S.E. McLoughlin Blvd.
Home Since 1918
As far back as we can determine, the land originally occupied by the Mill End Store was a fruit orchard at S.E McLoughlin Boulevard and Tacoma Street. The original apple and cherry trees were planted there in 1848 by Henderson Luelling and his son Alfred. The Luelling family arrived in February of that year from Iowa in an open wagon carrying some 700 grafted fruit trees and miscellaneous berries and shrubs. They were among the original founders of the Milwaukie Township. We can only assume that the Luellings prospered.
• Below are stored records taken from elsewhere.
//! Immutable point-in-time record views handed to adapters.

use crate::schema::RelationshipKind;
use crate::types::{AttrMap, ModelId, ResourceRef};
use serde::Serialize;
use std::collections::BTreeMap;

/// A captured relationship value.
#[derive(Clone, Debug, PartialEq, Serialize)]
#[serde(untagged)]
pub enum SnapshotRelationship {
    BelongsTo(Option<ResourceRef>),
    HasMany(Vec<ResourceRef>),
}

impl SnapshotRelationship {
    pub fn kind(&self) -> RelationshipKind {
        match self {
            SnapshotRelationship::BelongsTo(_) => RelationshipKind::BelongsTo,
            SnapshotRelationship::HasMany(_) => RelationshipKind::HasMany,
        }
    }
}

/// Read-only copy of a record's attributes and relationship references.
///
/// Later local edits never show up in a snapshot that was already taken.
#[derive(Clone, Debug, PartialEq, Serialize)]
pub struct Snapshot {
    #[serde(skip)]
    pub handle: ModelId,
    #[serde(rename = "type")]
    pub model_name: String,
    pub id: Option<String>,
    pub attributes: AttrMap,
    /// Only relationships whose data is known are captured.
    pub relationships: BTreeMap<String, SnapshotRelationship>,
}

impl Snapshot {
    pub fn attr(&self, name: &str) -> Option<&serde_json::Value> {
        self.attributes.get(name)
    }

    /// `None` when the relationship is unknown or not a belongs-to;
    /// `Some(None)` when it is known to be empty.
    pub fn belongs_to(&self, key: &str) -> Option<Option<&ResourceRef>> {
        match self.relationships.get(key)? {
            SnapshotRelationship::BelongsTo(r) => Some(r.as_ref()),
            SnapshotRelationship::HasMany(_) => None,
        }
    }

    pub fn belongs_to_id(&self, key: &str) -> Option<&str> {
        self.belongs_to(key).flatten().map(|r| r.id.as_str())
    }

    pub fn has_many(&self, key: &str) -> Option<&[ResourceRef]> {
        match self.relationships.get(key)? {
            SnapshotRelationship::HasMany(refs) => Some(refs),
            SnapshotRelationship::BelongsTo(_) => None,
        }
    }

    pub fn each_attribute<F: FnMut(&str, &serde_json::Value)>(&self, mut f: F) {
        for (name, value) in &self.attributes {
            f(name, value);
        }
    }

    pub fn each_relationship<F: FnMut(&str, &SnapshotRelationship)>(&self, mut f: F) {
        for (key, value) in &self.relationships {
            f(key, value);
        }
    }

    pub fn resource_ref(&self) -> Option<ResourceRef> {
        self.id
            .as_ref()
            .map(|id| ResourceRef::new(self.model_name.clone(), id.clone()))
    }
}
//! Relationship access on the store: sync and async reads, link fetches
//! and local edits that keep both sides of an edge in step.

use crate::error::{Result, StoreError};
use crate::model::{ModelLookup, ModelTable};
use crate::relationships::{EdgeKey, GraphCtx, ManyArray, Relationship, RelationshipGraph};
use crate::runloop::Task;
use crate::schema::{RelationshipKind, RelationshipMeta};
use crate::serializer::RequestType;
use crate::tickets::{TicketState, TicketValue};
use crate::types::{FetchTicket, ModelId};

use super::fetch::FindOptions;
use super::records::Properties;
use super::{PendingRequest, Store};

/// Value of a belongs-to read.
#[derive(Clone, Debug, PartialEq, Eq)]
pub enum BelongsToValue {
    Loaded(Option<ModelId>),
    /// Settles with `TicketValue::Record` once the target is loaded.
    Pending(FetchTicket),
}

/// Value of a has-many read.
#[derive(Clone, Debug, PartialEq, Eq)]
pub enum HasManyValue {
    Loaded(Vec<ModelId>),
    /// Settles with `TicketValue::ManyArray` once every member is loaded.
    Pending(FetchTicket),
}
Ewing Young, a friend of Dr. John McLoughlin, brought the first sheep to Oregon from California. Later, the Conestoga wagon trains arrived from the east and midwest along the Oregon Trail with other Oregon settlers, some of whom also brought sheep into the Willamette Valley.
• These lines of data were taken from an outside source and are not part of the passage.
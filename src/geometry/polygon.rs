//! Simple polygons over floor-plan coordinates
//!
//! Polygons are stored as an ordered vertex list and are implicitly closed:
//! the last vertex connects back to the first.

use serde::{Deserialize, Serialize};

use crate::core::{BoundingBox, Position};
use crate::validation::GeometryError;

/// Areas at or below this magnitude are treated as degenerate
const AREA_EPSILON: f64 = 1e-12;

/// Crossing-number containment test.
///
/// A ray is cast from `point` towards `+x`. An edge counts as a crossing when
/// it straddles the point's y-coordinate under the half-open rule
/// `y0 <= y < y1` (or `y1 <= y < y0`) and its intersection with the scan line
/// lies strictly to the right of the point. Vertical edges intersect the scan
/// line at their own x.
///
/// The half-open rule makes boundary points deterministic: points on a
/// bottom or left edge are inside, points on a top or right edge are outside.
pub fn point_in_polygon(vertices: &[Position], point: &Position) -> bool {
    let n = vertices.len();
    let mut crossings = 0usize;

    for i in 0..n {
        let a = vertices[i];
        let b = vertices[(i + 1) % n];

        let straddles = (a.y <= point.y && point.y < b.y) || (b.y <= point.y && point.y < a.y);
        if !straddles {
            continue;
        }

        let x_cross = if a.x == b.x {
            a.x
        } else {
            let slope = (b.y - a.y) / (b.x - a.x);
            a.x + (point.y - a.y) / slope
        };

        if point.x < x_cross {
            crossings += 1;
        }
    }

    crossings % 2 == 1
}

/// Axis-aligned extent of a vertex list, `None` when empty
pub fn bounding_box(vertices: &[Position]) -> Option<BoundingBox> {
    let first = vertices.first()?;
    let init = BoundingBox::new(first.x, first.y, first.x, first.y);
    Some(vertices.iter().skip(1).fold(init, |bbox, v| BoundingBox {
        min_x: bbox.min_x.min(v.x),
        min_y: bbox.min_y.min(v.y),
        max_x: bbox.max_x.max(v.x),
        max_y: bbox.max_y.max(v.y),
    }))
}

/// A closed polygon
#[derive(Debug, Clone, PartialEq, Serialize, Deserialize)]
#[serde(from = "Vec<[f64; 2]>", into = "Vec<[f64; 2]>")]
pub struct Polygon {
    vertices: Vec<Position>,
}

impl From<Vec<[f64; 2]>> for Polygon {
    fn from(points: Vec<[f64; 2]>) -> Self {
        Self::new(points.into_iter().map(Position::from).collect())
    }
}

impl From<Polygon> for Vec<[f64; 2]> {
    fn from(polygon: Polygon) -> Self {
        polygon.vertices.iter().map(|v| [v.x, v.y]).collect()
    }
}

impl Polygon {
    /// Wrap a vertex list without validating it; see [`Polygon::validate`]
    pub fn new(vertices: Vec<Position>) -> Self {
        Self { vertices }
    }

    pub fn from_points(points: &[[f64; 2]]) -> Self {
        Self::new(points.iter().copied().map(Position::from).collect())
    }

    pub fn vertices(&self) -> &[Position] {
        &self.vertices
    }

    /// Edges in order, including the closing edge
    pub fn edges(&self) -> impl Iterator<Item = (Position, Position)> + '_ {
        let n = self.vertices.len();
        (0..n).map(move |i| (self.vertices[i], self.vertices[(i + 1) % n]))
    }

    pub fn contains(&self, point: &Position) -> bool {
        point_in_polygon(&self.vertices, point)
    }

    pub fn bounding_box(&self) -> Option<BoundingBox> {
        bounding_box(&self.vertices)
    }

    /// Shoelace area; positive for counter-clockwise winding
    pub fn signed_area(&self) -> f64 {
        self.edges().map(|(a, b)| a.x * b.y - b.x * a.y).sum::<f64>() / 2.0
    }

    /// Reject polygons the containment test is not defined for: fewer than
    /// three vertices, non-finite coordinates, repeated consecutive vertices,
    /// zero area, or crossing edges.
    pub fn validate(&self, name: &str) -> Result<(), GeometryError> {
        let n = self.vertices.len();
        if n < 3 {
            return Err(GeometryError::TooFewVertices { polygon: name.to_string(), count: n });
        }

        if let Some(index) = self.vertices.iter().position(|v| !v.is_finite()) {
            return Err(GeometryError::NonFiniteVertex { polygon: name.to_string(), index });
        }

        if let Some(index) = self.edges().position(|(a, b)| a == b) {
            return Err(GeometryError::ZeroLengthEdge { polygon: name.to_string(), index });
        }

        if self.signed_area().abs() <= AREA_EPSILON {
            return Err(GeometryError::ZeroArea { polygon: name.to_string() });
        }

        let edges: Vec<_> = self.edges().collect();
        for i in 0..n {
            for j in (i + 1)..n {
                // Neighbouring edges share a vertex by construction
                let adjacent = j == i + 1 || (i == 0 && j == n - 1);
                if adjacent {
                    continue;
                }
                if segments_intersect(edges[i], edges[j]) {
                    return Err(GeometryError::SelfIntersecting {
                        polygon: name.to_string(),
                        first_edge: i,
                        second_edge: j,
                    });
                }
            }
        }

        Ok(())
    }
}

fn orientation(a: Position, b: Position, c: Position) -> f64 {
    (b.x - a.x) * (c.y - a.y) - (b.y - a.y) * (c.x - a.x)
}

fn on_segment(a: Position, b: Position, p: Position) -> bool {
    p.x >= a.x.min(b.x) && p.x <= a.x.max(b.x) && p.y >= a.y.min(b.y) && p.y <= a.y.max(b.y)
}

/// Closed-segment intersection, touching and collinear overlap included
fn segments_intersect((p1, p2): (Position, Position), (q1, q2): (Position, Position)) -> bool {
    let d1 = orientation(q1, q2, p1);
    let d2 = orientation(q1, q2, p2);
    let d3 = orientation(p1, p2, q1);
    let d4 = orientation(p1, p2, q2);

    if ((d1 > 0.0 && d2 < 0.0) || (d1 < 0.0 && d2 > 0.0))
        && ((d3 > 0.0 && d4 < 0.0) || (d3 < 0.0 && d4 > 0.0))
    {
        return true;
    }

    (d1 == 0.0 && on_segment(q1, q2, p1))
        || (d2 == 0.0 && on_segment(q1, q2, p2))
        || (d3 == 0.0 && on_segment(p1, p2, q1))
        || (d4 == 0.0 && on_segment(p1, p2, q2))
}

#[cfg(test)]
mod tests {
    use super::*;

    fn square() -> Polygon {
        Polygon::from_points(&[[0.0, 0.0], [10.0, 0.0], [10.0, 10.0], [0.0, 10.0]])
    }

    #[test]
    fn test_square_interior_and_exterior() {
        let sq = square();
        assert!(sq.contains(&Position::new(5.0, 5.0)));
        assert!(!sq.contains(&Position::new(15.0, 5.0)));
        assert!(!sq.contains(&Position::new(-0.1, 5.0)));
        assert!(!sq.contains(&Position::new(5.0, 10.5)));
    }

    #[test]
    fn test_boundary_follows_half_open_rule() {
        let sq = square();
        // Bottom and left edges are inside
        assert!(sq.contains(&Position::new(0.0, 5.0)));
        assert!(sq.contains(&Position::new(5.0, 0.0)));
        assert!(sq.contains(&Position::new(0.0, 0.0)));
        // Top and right edges are outside
        assert!(!sq.contains(&Position::new(10.0, 5.0)));
        assert!(!sq.contains(&Position::new(5.0, 10.0)));
        assert!(!sq.contains(&Position::new(10.0, 10.0)));
        assert!(!sq.contains(&Position::new(10.0, 0.0)));
        assert!(!sq.contains(&Position::new(0.0, 10.0)));
    }

    #[test]
    fn test_winding_does_not_matter() {
        let clockwise = Polygon::from_points(&[[0.0, 0.0], [0.0, 10.0], [10.0, 10.0], [10.0, 0.0]]);
        assert!(clockwise.contains(&Position::new(5.0, 5.0)));
        assert!(clockwise.signed_area() < 0.0);
        assert!(square().signed_area() > 0.0);
    }

    #[test]
    fn test_concave_polygon() {
        // L-shape with the notch at the top right
        let l_shape = Polygon::from_points(&[
            [0.0, 0.0], [10.0, 0.0], [10.0, 4.0], [4.0, 4.0], [4.0, 10.0], [0.0, 10.0],
        ]);
        assert!(l_shape.contains(&Position::new(2.0, 8.0)));
        assert!(l_shape.contains(&Position::new(8.0, 2.0)));
        assert!(!l_shape.contains(&Position::new(8.0, 8.0)));
        // Scan line through the notch vertex height
        assert!(l_shape.contains(&Position::new(2.0, 4.0)));
    }

    #[test]
    fn test_sloped_edges() {
        let triangle = Polygon::from_points(&[[0.0, 0.0], [10.0, 0.0], [5.0, 10.0]]);
        assert!(triangle.contains(&Position::new(5.0, 5.0)));
        assert!(!triangle.contains(&Position::new(1.0, 8.0)));
        assert!(!triangle.contains(&Position::new(9.0, 8.0)));
    }

    #[test]
    fn test_bounding_box() {
        let tri = Polygon::from_points(&[[2.0, -1.0], [7.0, 3.0], [-4.0, 5.5]]);
        assert_eq!(tri.bounding_box(), Some(BoundingBox::new(-4.0, -1.0, 7.0, 5.5)));
        assert_eq!(bounding_box(&[]), None);
    }

    #[test]
    fn test_validate_accepts_simple_polygons() {
        assert!(square().validate("square").is_ok());
    }

    #[test]
    fn test_validate_rejects_degenerate_polygons() {
        let two = Polygon::from_points(&[[0.0, 0.0], [1.0, 1.0]]);
        assert_eq!(
            two.validate("line"),
            Err(GeometryError::TooFewVertices { polygon: "line".to_string(), count: 2 })
        );

        let repeated = Polygon::from_points(&[[0.0, 0.0], [1.0, 0.0], [1.0, 0.0], [0.0, 1.0]]);
        assert!(matches!(repeated.validate("r"), Err(GeometryError::ZeroLengthEdge { index: 1, .. })));

        let closed_explicitly = Polygon::from_points(&[[0.0, 0.0], [1.0, 0.0], [0.0, 1.0], [0.0, 0.0]]);
        assert!(matches!(closed_explicitly.validate("c"), Err(GeometryError::ZeroLengthEdge { index: 3, .. })));

        let flat = Polygon::from_points(&[[0.0, 0.0], [1.0, 0.0], [2.0, 0.0]]);
        assert!(matches!(flat.validate("flat"), Err(GeometryError::ZeroArea { .. })));
    }

    #[test]
    fn test_validate_rejects_bow_tie() {
        let bow_tie = Polygon::from_points(&[[0.0, 0.0], [10.0, 10.0], [10.0, 0.0], [0.0, 6.0]]);
        assert!(matches!(
            bow_tie.validate("bow"),
            Err(GeometryError::SelfIntersecting { first_edge: 0, second_edge: 2, .. })
        ));
    }

    #[test]
    fn test_serde_as_point_list() {
        let polygon: Polygon = serde_json::from_str("[[0,0],[4,0],[4,3]]").unwrap();
        assert_eq!(polygon.vertices().len(), 3);
        assert_eq!(serde_json::to_string(&polygon).unwrap(), "[[0.0,0.0],[4.0,0.0],[4.0,3.0]]");
    }
}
As early as the 1860's woolen mills began to appear. Often, they were originally established in California and then moved to Oregon. The good quality of the water and the similarities of climate to the English textile areas saw small mills open in Eugene, Brownsville, Salem, Oregon City, and Portland.
1920's Dye House
In the 1880's, the Southern Pacific main line came up the valley bringing with it a second wave of textile mills, and in 1902 a man named Willis bought the Luelling property and constructed the brick buildings that are there today. He established the Willis Mohair Mill; at that time, the only one of its kind west of the Atlantic seaboard. It suffered difficulties, however, and by 1917 could no longer function profitably.